The Swedish Academy,
founded in 1786, is thought likely to try to avoid any controversy as it seeks
to rebuild its reputation after the scandal exposed harassment, furious
infighting, conflicts of interest and a culture of secrecy among its 18
members, who are elected for life and seen as the country’s guardians of
culture.
The poet Katarina
Frostenson was among seven academy members who left the body after bitter rows
over how to handle rape accusations made in 2017 against her husband, Frenchman
Jean-Claude Arnault, who was also accused of leaking the names of several prize
winners.
The couple ran a
cultural club in Stockholm that was part-funded by the academy, and several of
the assaults committed by Arnault – who is now serving a prison sentence for
rape – took place in academy-owned properties.
The academy has
since made changes that it says will improve transparency, including allowing
members to voluntarily resign, which they could not previously do. It has also
pledged to review its lifetime membership policy and appointed five members to
its selection committee from outside the body.
Seven new members
have been appointed and a respected literature professor, Mats Malm, took over
as permanent secretary in June after the resignation of his predecessor, Sara
Danius.
The Nobel
Foundation, which funds the literary world’s most prestigious prize, said the
academy still needed to do more. “I think they can – and to some extent they
have already begun doing so – act more openly than they have done in the past
and I think that would be a good thing,” said Lars Heikensten, the executive
director of the Nobel Foundation, who in May gave the academy the green light
to crown a laureate in 2019.
“Our reputation is
everything,” Heikensten said. “Obviously it is important to avoid this kind of
situation we have been in and of course it cannot be repeated.”

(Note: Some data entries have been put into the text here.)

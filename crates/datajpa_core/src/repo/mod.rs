//! Repository layer contracts and SQLite implementations.
//!
//! # Responsibility
//! - Define the member/team data-access contracts.
//! - Keep SQL text and row mapping inside the persistence boundary.
//!
//! # Invariants
//! - Every repository operation runs exactly one explicit SQL statement
//!   (association loads are a separate, explicit call).
//! - Write paths call `validate()` before SQL mutations.
//! - Strict lookups return `RepoError::NotFound`; lenient lookups return
//!   `Ok(None)`.

pub mod error;
pub mod member_repo;
pub mod paging;
mod schema;
pub mod team_repo;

A Swedish literary critic, Madeleine Levy,
told Agence-France Presse: “The Nobel prize is for many now associated with
#MeToo … and a dysfunctional organisation.”
It seems almost certain that at least one of
the laureates will be a woman. The Polish writers Olga Tokarczuk and Hanna
Krall, South Korea’s Han Kang, Joyce Carol Oates of the US and the Russian
novelist Lyudmila Ulitskaya have all been mentioned as contenders. Only 14 of
the 114 laureates since 1901 have been women.
Another male writer thought to be in with a chance
is the Romanian novelist Mircea Cărtărescu.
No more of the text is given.